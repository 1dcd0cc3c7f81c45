//! Model metadata handler

use axum::{extract::State, Json};

use crate::models::ModelResponse;
use crate::AppState;

/// Loaded model and active trust settings
pub async fn info(State(state): State<AppState>) -> Json<ModelResponse> {
    Json(ModelResponse {
        model: state.analyzer.models().info().clone(),
        trusted_domains: state.analyzer.trusted_domains().domains().to_vec(),
        max_batch_size: state.config.max_batch_size,
    })
}
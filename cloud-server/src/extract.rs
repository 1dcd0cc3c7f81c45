//! Request body extractor
//!
//! Bodies are parsed to an untyped `Value` first so that schema problems
//! can be reported per field together with the body that caused them.

use axum::{
    body::Bytes,
    extract::{FromRequest, Request},
};
use serde_json::Value;
use urlguard_core::{FieldError, Loc};

use crate::AppError;

/// Raw JSON request body
pub struct JsonBody(pub Value);

#[axum::async_trait]
impl<S> FromRequest<S> for JsonBody
where
    S: Send + Sync,
{
    type Rejection = AppError;

    async fn from_request(req: Request, state: &S) -> Result<Self, Self::Rejection> {
        let bytes = Bytes::from_request(req, state).await.map_err(|rejection| AppError::Validation {
            errors: vec![FieldError::new(vec![Loc::from("body")], rejection.body_text(), "body_read")],
            body: Value::Null,
        })?;

        match serde_json::from_slice(&bytes) {
            Ok(value) => Ok(JsonBody(value)),
            Err(e) => Err(AppError::Validation {
                errors: vec![FieldError::new(
                    vec![Loc::from("body"), Loc::from(e.column())],
                    format!("JSON decode error: {}", e),
                    "json_invalid",
                )],
                body: Value::String(String::from_utf8_lossy(&bytes).into_owned()),
            }),
        }
    }
}
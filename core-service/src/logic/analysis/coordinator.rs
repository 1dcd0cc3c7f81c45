//! Batch Coordinator
//!
//! Splits a batch into trusted (bypassed) and model-bound records, runs
//! the classifier and explainer once over the model-bound rows, then
//! scatters results back to their original positions.

use std::time::Instant;

use super::error::AnalysisError;
use super::result::AnalysisResult;
use crate::logic::explain;
use crate::logic::features::{FeatureRecord, FeatureVector};
use crate::logic::model::ModelHandle;
use crate::logic::trust::TrustedDomains;

/// Index map produced by partitioning a batch
#[derive(Debug, Clone, Default, PartialEq, Eq)]
pub struct BatchPlan {
    /// (original index, matched hostname)
    pub bypass: Vec<(usize, String)>,
    /// Original indices, in input order
    pub model_bound: Vec<usize>,
}

impl BatchPlan {
    pub fn partition(records: &[FeatureRecord], trusted: &TrustedDomains) -> Self {
        let mut plan = Self::default();
        for (index, record) in records.iter().enumerate() {
            match record.origin_host().and_then(|host| trusted.matched_host(&host)) {
                Some(host) => plan.bypass.push((index, host)),
                None => plan.model_bound.push(index),
            }
        }
        plan
    }

    pub fn len(&self) -> usize {
        self.bypass.len() + self.model_bound.len()
    }

    pub fn is_empty(&self) -> bool {
        self.len() == 0
    }
}

/// Request handler core; cheap to share across threads
#[derive(Debug, Clone)]
pub struct Analyzer {
    models: ModelHandle,
    trusted: TrustedDomains,
}

impl Analyzer {
    pub fn new(models: ModelHandle, trusted: TrustedDomains) -> Self {
        Self { models, trusted }
    }

    pub fn models(&self) -> &ModelHandle {
        &self.models
    }

    pub fn trusted_domains(&self) -> &TrustedDomains {
        &self.trusted
    }

    /// Analyze one record.
    ///
    /// Always runs the model: the trusted-domain bypass applies to
    /// batches only.
    pub fn analyze(&self, record: &FeatureRecord) -> Result<AnalysisResult, AnalysisError> {
        let started = Instant::now();
        let mut results = self.run_models(&[record.to_vector()])?;
        let result = results
            .pop()
            .ok_or_else(|| AnalysisError::Internal("model returned no result".to_string()))?;

        log::debug!(
            "Record analyzed: {} in {:?}",
            result.prediction,
            started.elapsed()
        );
        Ok(result)
    }

    /// Analyze a batch; `result[i]` always belongs to `records[i]`.
    ///
    /// One failing model call fails the whole batch.
    pub fn analyze_batch(&self, records: &[FeatureRecord]) -> Result<Vec<AnalysisResult>, AnalysisError> {
        let started = Instant::now();
        let plan = BatchPlan::partition(records, &self.trusted);

        let mut slots: Vec<Option<AnalysisResult>> = vec![None; records.len()];
        for (index, host) in &plan.bypass {
            slots[*index] = Some(AnalysisResult::trusted(host));
        }

        if !plan.model_bound.is_empty() {
            let rows: Vec<FeatureVector> = plan
                .model_bound
                .iter()
                .map(|&index| records[index].to_vector())
                .collect();
            let results = self.run_models(&rows)?;
            for (&index, result) in plan.model_bound.iter().zip(results) {
                slots[index] = Some(result);
            }
        }

        let results = slots
            .into_iter()
            .collect::<Option<Vec<AnalysisResult>>>()
            .ok_or_else(|| AnalysisError::Internal("batch reassembly left an empty slot".to_string()))?;

        log::info!(
            "Batch analyzed: {} records ({} trusted, {} model-bound) in {:?}",
            records.len(),
            plan.bypass.len(),
            plan.model_bound.len(),
            started.elapsed()
        );
        Ok(results)
    }

    /// One classifier call and one explainer call over `rows`
    fn run_models(&self, rows: &[FeatureVector]) -> Result<Vec<AnalysisResult>, AnalysisError> {
        let labels = self.models.classifier().predict(rows)?;
        let attributions = self.models.explainer().explain(rows)?;

        if labels.len() != rows.len() || attributions.len() != rows.len() {
            return Err(AnalysisError::Internal(format!(
                "model returned {} labels and {} attribution maps for {} rows",
                labels.len(),
                attributions.len(),
                rows.len()
            )));
        }

        Ok(labels
            .into_iter()
            .zip(attributions)
            .map(|(label, map)| AnalysisResult::from_model(label, explain::explain(map)))
            .collect())
    }
}
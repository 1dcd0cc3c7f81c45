//! Record Validation
//!
//! Turns an untyped JSON body into `FeatureRecord`s, collecting every
//! field-level problem instead of stopping at the first one.
//!
//! Two passes:
//! 1. Structure: object shape, required fields, JSON types, unknown keys
//! 2. Ranges: `validator` rules declared on `UrlFeatures`

use serde::Serialize;
use serde_json::{Map, Value};
use validator::{Validate, ValidationErrors};

use super::layout::{feature_index, find_spec, FeatureKind, FEATURE_LAYOUT};
use super::record::{FeatureRecord, MetadataKind, PageMetadata, UrlFeatures, METADATA_FIELDS};

// ============================================================================
// ERROR TYPES
// ============================================================================

/// One segment of an error location
#[derive(Debug, Clone, PartialEq, Eq, Serialize)]
#[serde(untagged)]
pub enum Loc {
    Key(String),
    Index(usize),
}

impl From<&str> for Loc {
    fn from(key: &str) -> Self {
        Loc::Key(key.to_string())
    }
}

impl From<usize> for Loc {
    fn from(index: usize) -> Self {
        Loc::Index(index)
    }
}

/// Field-level validation error
#[derive(Debug, Clone, PartialEq, Serialize)]
pub struct FieldError {
    pub loc: Vec<Loc>,
    pub msg: String,
    #[serde(rename = "type")]
    pub kind: String,
}

impl FieldError {
    pub fn new(loc: Vec<Loc>, msg: impl Into<String>, kind: impl Into<String>) -> Self {
        Self {
            loc,
            msg: msg.into(),
            kind: kind.into(),
        }
    }

    /// Last key segment of the location (usually the field name)
    pub fn field(&self) -> Option<&str> {
        self.loc.iter().rev().find_map(|segment| match segment {
            Loc::Key(key) => Some(key.as_str()),
            Loc::Index(_) => None,
        })
    }
}

impl std::fmt::Display for FieldError {
    fn fmt(&self, f: &mut std::fmt::Formatter<'_>) -> std::fmt::Result {
        let path: Vec<String> = self
            .loc
            .iter()
            .map(|segment| match segment {
                Loc::Key(key) => key.clone(),
                Loc::Index(index) => index.to_string(),
            })
            .collect();
        write!(f, "{}: {} ({})", path.join("."), self.msg, self.kind)
    }
}

fn child(prefix: &[Loc], segment: impl Into<Loc>) -> Vec<Loc> {
    let mut loc = prefix.to_vec();
    loc.push(segment.into());
    loc
}

// ============================================================================
// SINGLE RECORD
// ============================================================================

/// Validate one record located at `prefix` in the request body
pub fn parse_record(value: &Value, prefix: &[Loc]) -> Result<FeatureRecord, Vec<FieldError>> {
    let Some(object) = value.as_object() else {
        return Err(vec![FieldError::new(
            prefix.to_vec(),
            "Input should be a valid dictionary or object",
            "dict_type",
        )]);
    };

    let mut errors = check_structure(object, prefix);
    if !errors.is_empty() {
        return Err(errors);
    }

    let features: UrlFeatures = serde_json::from_value(value.clone())
        .map_err(|e| vec![FieldError::new(prefix.to_vec(), e.to_string(), "value_error")])?;
    let metadata: PageMetadata = serde_json::from_value(value.clone())
        .map_err(|e| vec![FieldError::new(prefix.to_vec(), e.to_string(), "value_error")])?;

    if let Err(report) = features.validate() {
        errors.extend(range_errors(&report, prefix));
    }
    if metadata.has_title.is_some_and(|flag| flag > 1) {
        errors.push(FieldError::new(child(prefix, "HasTitle"), "Input should be 0 or 1", "range"));
    }

    if errors.is_empty() {
        Ok(FeatureRecord::new(features, metadata))
    } else {
        Err(errors)
    }
}

fn check_structure(object: &Map<String, Value>, prefix: &[Loc]) -> Vec<FieldError> {
    let mut errors = Vec::new();

    for spec in FEATURE_LAYOUT {
        let loc = child(prefix, spec.name);
        match object.get(spec.name) {
            None => errors.push(FieldError::new(loc, "Field required", "missing")),
            Some(value) => {
                if let Some((msg, kind)) = check_feature_value(spec.kind, value) {
                    errors.push(FieldError::new(loc, msg, kind));
                }
            }
        }
    }

    for (name, kind) in METADATA_FIELDS {
        if let Some(value) = object.get(*name).filter(|v| !v.is_null()) {
            if let Some((msg, error_kind)) = check_metadata_value(*kind, value) {
                errors.push(FieldError::new(child(prefix, *name), msg, error_kind));
            }
        }
    }

    for key in object.keys() {
        let known = feature_index(key).is_some() || METADATA_FIELDS.iter().any(|(name, _)| *name == key.as_str());
        if !known {
            errors.push(FieldError::new(
                child(prefix, key.as_str()),
                "Extra inputs are not permitted",
                "extra_forbidden",
            ));
        }
    }

    errors
}

fn check_feature_value(kind: FeatureKind, value: &Value) -> Option<(String, &'static str)> {
    match kind {
        FeatureKind::Count | FeatureKind::Flag => {
            let limit = if kind == FeatureKind::Count { u64::from(u32::MAX) } else { u64::from(u8::MAX) };
            match value.as_u64() {
                Some(n) if n > limit => Some((
                    format!("Input should be less than or equal to {}", limit),
                    "less_than_equal",
                )),
                Some(_) => None,
                None if value.as_i64().is_some() => Some((
                    "Input should be greater than or equal to 0".to_string(),
                    "greater_than_equal",
                )),
                None => Some(("Input should be a valid integer".to_string(), "int_type")),
            }
        }
        FeatureKind::Ratio => match value.as_f64() {
            Some(_) => None,
            None => Some(("Input should be a valid number".to_string(), "float_type")),
        },
    }
}

fn check_metadata_value(kind: MetadataKind, value: &Value) -> Option<(String, &'static str)> {
    match kind {
        MetadataKind::Flag => match value.as_u64() {
            Some(n) if n <= u64::from(u8::MAX) => None,
            _ => Some(("Input should be a valid integer".to_string(), "int_type")),
        },
        MetadataKind::Number => value
            .as_f64()
            .is_none()
            .then(|| ("Input should be a valid number".to_string(), "float_type")),
        MetadataKind::Text => value
            .as_str()
            .is_none()
            .then(|| ("Input should be a valid string".to_string(), "string_type")),
    }
}

fn range_errors(report: &ValidationErrors, prefix: &[Loc]) -> Vec<FieldError> {
    let mut found: Vec<(usize, FieldError)> = Vec::new();

    for (field, failures) in report.field_errors() {
        let field: &str = &field;
        let Some(spec) = find_spec(field) else {
            continue;
        };
        let index = feature_index(spec.name).unwrap_or(usize::MAX);
        let msg = match spec.kind {
            FeatureKind::Flag => "Input should be 0 or 1",
            FeatureKind::Ratio => "Input should be between 0 and 1",
            FeatureKind::Count => "Input is out of range",
        };
        for failure in failures.iter() {
            found.push((
                index,
                FieldError::new(child(prefix, spec.name), msg, failure.code.to_string()),
            ));
        }
    }

    found.sort_by_key(|(index, _)| *index);
    found.into_iter().map(|(_, error)| error).collect()
}

// ============================================================================
// BATCH
// ============================================================================

/// Validate a batch body `{"inputs": [...]}` located at `prefix`
pub fn parse_batch(
    value: &Value,
    prefix: &[Loc],
    max_batch_size: usize,
) -> Result<Vec<FeatureRecord>, Vec<FieldError>> {
    let Some(object) = value.as_object() else {
        return Err(vec![FieldError::new(
            prefix.to_vec(),
            "Input should be a valid dictionary or object",
            "dict_type",
        )]);
    };

    let mut errors: Vec<FieldError> = object
        .keys()
        .filter(|key| key.as_str() != "inputs")
        .map(|key| {
            FieldError::new(
                child(prefix, key.as_str()),
                "Extra inputs are not permitted",
                "extra_forbidden",
            )
        })
        .collect();

    let inputs_loc = child(prefix, "inputs");
    let inputs = match object.get("inputs") {
        None => {
            errors.push(FieldError::new(inputs_loc, "Field required", "missing"));
            return Err(errors);
        }
        Some(Value::Array(items)) => items,
        Some(_) => {
            errors.push(FieldError::new(inputs_loc, "Input should be a valid list", "list_type"));
            return Err(errors);
        }
    };

    if inputs.len() > max_batch_size {
        errors.push(FieldError::new(
            inputs_loc,
            format!("List should have at most {} items after validation, not {}", max_batch_size, inputs.len()),
            "too_long",
        ));
        return Err(errors);
    }

    let mut records = Vec::with_capacity(inputs.len());
    for (index, item) in inputs.iter().enumerate() {
        match parse_record(item, &child(&inputs_loc, index)) {
            Ok(record) => records.push(record),
            Err(item_errors) => errors.extend(item_errors),
        }
    }

    if errors.is_empty() {
        Ok(records)
    } else {
        Err(errors)
    }
}
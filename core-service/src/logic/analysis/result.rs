use serde::Serialize;

use crate::logic::explain::{AttributionMap, Explanation, RankedAttribution};
use crate::logic::model::Label;

/// Outcome for one record
#[derive(Debug, Clone, PartialEq, Serialize)]
pub struct AnalysisResult {
    pub prediction: Label,
    pub top_attributions: Vec<RankedAttribution>,
    pub full_attributions: AttributionMap,
    /// Only set when the model was bypassed
    #[serde(skip_serializing_if = "Option::is_none")]
    pub reason: Option<String>,
}

impl AnalysisResult {
    pub fn from_model(prediction: Label, explanation: Explanation) -> Self {
        Self {
            prediction,
            top_attributions: explanation.top,
            full_attributions: explanation.full,
            reason: None,
        }
    }

    /// Synthetic result for a host on the trusted list
    pub fn trusted(host: &str) -> Self {
        Self {
            prediction: Label::Legitimate,
            top_attributions: Vec::new(),
            full_attributions: AttributionMap::new(),
            reason: Some(format!("Trusted domain: {}", host)),
        }
    }

    pub fn is_bypass(&self) -> bool {
        self.reason.is_some()
    }
}
//! Model Module - Classification & attribution
//!
//! `inference` defines the adapter seams and the shared handle,
//! `ensemble` is the tree-ensemble implementation behind them.

pub mod ensemble;
pub mod inference;

pub use ensemble::TreeEnsemble;
pub use inference::{Classifier, Explainer, Label, ModelError, ModelHandle, ModelInfo};
//! Feature Vector - Model input row
//!
//! **Versioned feature vector with layout validation**
//!
//! Every row handed to a classifier or explainer is a `FeatureVector`.
//! The version and layout hash travel with the values so an adapter can
//! reject rows built against a different column set.

use super::layout::{
    FEATURE_COUNT, FEATURE_VERSION,
    layout_hash, validate_layout, LayoutMismatchError,
};

/// Versioned Feature Vector with layout metadata
#[derive(Debug, Clone, PartialEq)]
pub struct FeatureVector {
    /// Feature layout version
    pub version: u8,
    /// CRC32 hash of the feature layout (for mismatch detection)
    pub layout_hash: u32,
    /// Feature values in order defined by FEATURE_LAYOUT
    pub values: [f32; FEATURE_COUNT],
}

impl FeatureVector {
    /// Create a new zeroed feature vector with current version
    pub fn new() -> Self {
        Self::from_values([0.0; FEATURE_COUNT])
    }

    /// Create from raw values with current version
    pub fn from_values(values: [f32; FEATURE_COUNT]) -> Self {
        Self {
            version: FEATURE_VERSION,
            layout_hash: layout_hash(),
            values,
        }
    }

    /// Get values as slice
    pub fn as_slice(&self) -> &[f32] {
        &self.values
    }

    /// Get feature by index
    pub fn get(&self, index: usize) -> Option<f32> {
        self.values.get(index).copied()
    }

    /// Get feature by wire name
    pub fn get_by_name(&self, name: &str) -> Option<f32> {
        super::layout::feature_index(name).and_then(|i| self.get(i))
    }

    /// Set feature by wire name
    pub fn set_by_name(&mut self, name: &str, value: f32) -> bool {
        if let Some(index) = super::layout::feature_index(name) {
            self.values[index] = value;
            true
        } else {
            false
        }
    }

    /// Validate that this vector is compatible with current layout
    pub fn validate(&self) -> Result<(), LayoutMismatchError> {
        validate_layout(self.version, self.layout_hash)
    }

    /// Check if this vector is compatible with current layout
    pub fn is_compatible(&self) -> bool {
        self.validate().is_ok()
    }
}

impl Default for FeatureVector {
    fn default() -> Self {
        Self::new()
    }
}

impl From<[f32; FEATURE_COUNT]> for FeatureVector {
    fn from(values: [f32; FEATURE_COUNT]) -> Self {
        Self::from_values(values)
    }
}
//! Database error classification.

use coterie_core::CoterieError;
use sqlx::error::ErrorKind;

/// Postgres message emitted when `max_locks_per_transaction` is exceeded.
/// The server reports SQLSTATE 53200 (out of shared memory) with a hint
/// naming the setting, so the hint text is the reliable discriminator.
const MAX_LOCKS_HINT: &str = "You might need to increase max_locks_per_transaction";

/// Returns whether the given sqlx error is due to the transaction lock
/// budget being exceeded.
#[must_use]
pub fn is_max_locks_exceeded(error: &sqlx::Error) -> bool {
    match error {
        sqlx::Error::Database(db) => db.message().contains(MAX_LOCKS_HINT),
        _ => false,
    }
}

/// Converts a sqlx error into the shared taxonomy: lock-budget exhaustion
/// becomes `ResourceExhausted`, a unique-constraint violation becomes
/// `Conflict` (e.g. updating an invitation's email onto one that already
/// has an invitation in the group), everything else is `Database`.
#[must_use]
pub fn map_sqlx_error(error: sqlx::Error) -> CoterieError {
    if is_max_locks_exceeded(&error) {
        return CoterieError::ResourceExhausted;
    }
    if let sqlx::Error::Database(db) = &error {
        if matches!(db.kind(), ErrorKind::UniqueViolation) {
            return CoterieError::Conflict(db.message().to_string());
        }
    }
    tracing::error!(error = %error, "database error");
    CoterieError::Database(error.to_string())
}

#[cfg(test)]
mod tests {
    use super::*;
    use std::borrow::Cow;
    use std::error::Error as StdError;

    #[derive(Debug)]
    struct StubDbError {
        message: String,
        kind: ErrorKind,
    }

    impl StubDbError {
        fn new(message: &str, kind: ErrorKind) -> sqlx::Error {
            sqlx::Error::Database(Box::new(Self {
                message: message.to_string(),
                kind,
            }))
        }
    }

    impl std::fmt::Display for StubDbError {
        fn fmt(&self, f: &mut std::fmt::Formatter<'_>) -> std::fmt::Result {
            write!(f, "{}", self.message)
        }
    }

    impl StdError for StubDbError {}

    impl sqlx::error::DatabaseError for StubDbError {
        fn message(&self) -> &str {
            &self.message
        }

        fn code(&self) -> Option<Cow<'_, str>> {
            None
        }

        fn as_error(&self) -> &(dyn StdError + Send + Sync + 'static) {
            self
        }

        fn as_error_mut(&mut self) -> &mut (dyn StdError + Send + Sync + 'static) {
            self
        }

        fn into_error(self: Box<Self>) -> Box<dyn StdError + Send + Sync + 'static> {
            self
        }

        fn kind(&self) -> ErrorKind {
            match self.kind {
                ErrorKind::UniqueViolation => ErrorKind::UniqueViolation,
                _ => ErrorKind::Other,
            }
        }
    }

    #[test]
    fn test_unique_violation_maps_to_conflict() {
        let err = StubDbError::new(
            "duplicate key value violates unique constraint \"group_invitations_group_id_email_key\"",
            ErrorKind::UniqueViolation,
        );
        let mapped = map_sqlx_error(err);
        assert!(matches!(mapped, CoterieError::Conflict(msg) if msg.contains("duplicate key")));
    }

    #[test]
    fn test_max_locks_hint_maps_to_resource_exhausted() {
        let err = StubDbError::new(
            "out of shared memory. You might need to increase max_locks_per_transaction.",
            ErrorKind::Other,
        );
        assert!(is_max_locks_exceeded(&err));
        assert!(matches!(
            map_sqlx_error(err),
            CoterieError::ResourceExhausted
        ));
    }

    #[test]
    fn test_non_database_error_is_not_lock_exhaustion() {
        let err = sqlx::Error::RowNotFound;
        assert!(!is_max_locks_exceeded(&err));
    }

    #[test]
    fn test_other_errors_map_to_database() {
        let mapped = map_sqlx_error(sqlx::Error::RowNotFound);
        match mapped {
            CoterieError::Database(msg) => assert!(!msg.is_empty()),
            other => panic!("expected Database, got {other:?}"),
        }
    }
}
//! Action type registry.
//!
//! Concrete action types are constructed with their collaborators at
//! startup, registered once, and the registry is treated as immutable
//! while serving. Params are plain serialized structs, not closures, so a
//! logged action can be replayed by a different process.

use std::collections::HashMap;
use std::sync::Arc;

use async_trait::async_trait;
use serde_json::Value as JsonValue;
use sqlx::PgConnection;

use coterie_core::{CoterieError, Result};
use coterie_db::models::{Action, User};

/// One reversible action type.
///
/// `perform` is not part of the trait: its signature is specific to each
/// action, so concrete types expose it as an inherent method. Undo and
/// redo are uniform because they only receive the stored params.
///
/// Both undo and redo must re-check permissions as of now, not as of the
/// original action; a permission revoked since then blocks the replay.
/// The replayed mutation runs on `conn`, the handler's open transaction,
/// so it commits atomically with the `undone_at` stamp.
#[async_trait]
pub trait ActionType: Send + Sync {
    /// Stable type tag stored on the action row.
    fn action_type(&self) -> &'static str;

    /// Re-apply the *previous* state captured in `params`.
    async fn undo(
        &self,
        conn: &mut PgConnection,
        actor: &User,
        params: JsonValue,
        action: &Action,
    ) -> Result<()>;

    /// Re-apply the *new* state captured in `params`.
    async fn redo(
        &self,
        conn: &mut PgConnection,
        actor: &User,
        params: JsonValue,
        action: &Action,
    ) -> Result<()>;
}

impl std::fmt::Debug for dyn ActionType {
    fn fmt(&self, f: &mut std::fmt::Formatter<'_>) -> std::fmt::Result {
        f.debug_struct("ActionType")
            .field("action_type", &self.action_type())
            .finish()
    }
}

/// Startup-time lookup table from action type tag to implementation.
#[derive(Default)]
pub struct ActionTypeRegistry {
    types: HashMap<&'static str, Arc<dyn ActionType>>,
}

impl ActionTypeRegistry {
    /// Creates an empty registry.
    #[must_use]
    pub fn new() -> Self {
        Self::default()
    }

    /// Registers an action type. Last registration wins for a duplicate
    /// tag; registration only happens during startup wiring.
    pub fn register(&mut self, action_type: Arc<dyn ActionType>) {
        self.types.insert(action_type.action_type(), action_type);
    }

    /// Looks up an action type by tag.
    pub fn get(&self, type_name: &str) -> Result<Arc<dyn ActionType>> {
        self.types
            .get(type_name)
            .cloned()
            .ok_or_else(|| CoterieError::InstanceTypeDoesNotExist {
                type_name: type_name.to_string(),
            })
    }

    /// Registered tags, for diagnostics.
    #[must_use]
    pub fn registered_types(&self) -> Vec<&'static str> {
        self.types.keys().copied().collect()
    }
}

impl std::fmt::Debug for ActionTypeRegistry {
    fn fmt(&self, f: &mut std::fmt::Formatter<'_>) -> std::fmt::Result {
        f.debug_struct("ActionTypeRegistry")
            .field("types", &self.registered_types())
            .finish()
    }
}

#[cfg(test)]
mod tests {
    use super::*;

    struct NoopAction;

    #[async_trait]
    impl ActionType for NoopAction {
        fn action_type(&self) -> &'static str {
            "noop"
        }

        async fn undo(
            &self,
            _conn: &mut PgConnection,
            _actor: &User,
            _params: JsonValue,
            _action: &Action,
        ) -> Result<()> {
            Ok(())
        }

        async fn redo(
            &self,
            _conn: &mut PgConnection,
            _actor: &User,
            _params: JsonValue,
            _action: &Action,
        ) -> Result<()> {
            Ok(())
        }
    }

    #[test]
    fn test_register_and_get() {
        let mut registry = ActionTypeRegistry::new();
        registry.register(Arc::new(NoopAction));

        let found = registry.get("noop").unwrap();
        assert_eq!(found.action_type(), "noop");
    }

    #[test]
    fn test_get_unregistered_tag_fails() {
        let registry = ActionTypeRegistry::new();
        let err = registry.get("assign_role").unwrap_err();
        assert!(matches!(
            err,
            CoterieError::InstanceTypeDoesNotExist { type_name } if type_name == "assign_role"
        ));
    }

    #[test]
    fn test_registered_types_lists_tags() {
        let mut registry = ActionTypeRegistry::new();
        registry.register(Arc::new(NoopAction));
        assert_eq!(registry.registered_types(), vec!["noop"]);
    }
}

◆ **Assigned task**:
Gather every line from the entries above where the word "Send" appears, and copy them.

◆ **Your solution**:
    S: Send + Sync,
        fn as_error(&self) -> &(dyn StdError + Send + Sync + 'static) {
        fn as_error_mut(&mut self) -> &mut (dyn StdError + Send + Sync + 'static) {
        fn into_error(self: Box<Self>) -> Box<dyn StdError + Send + Sync + 'static> {
pub trait ActionType: Send + Sync {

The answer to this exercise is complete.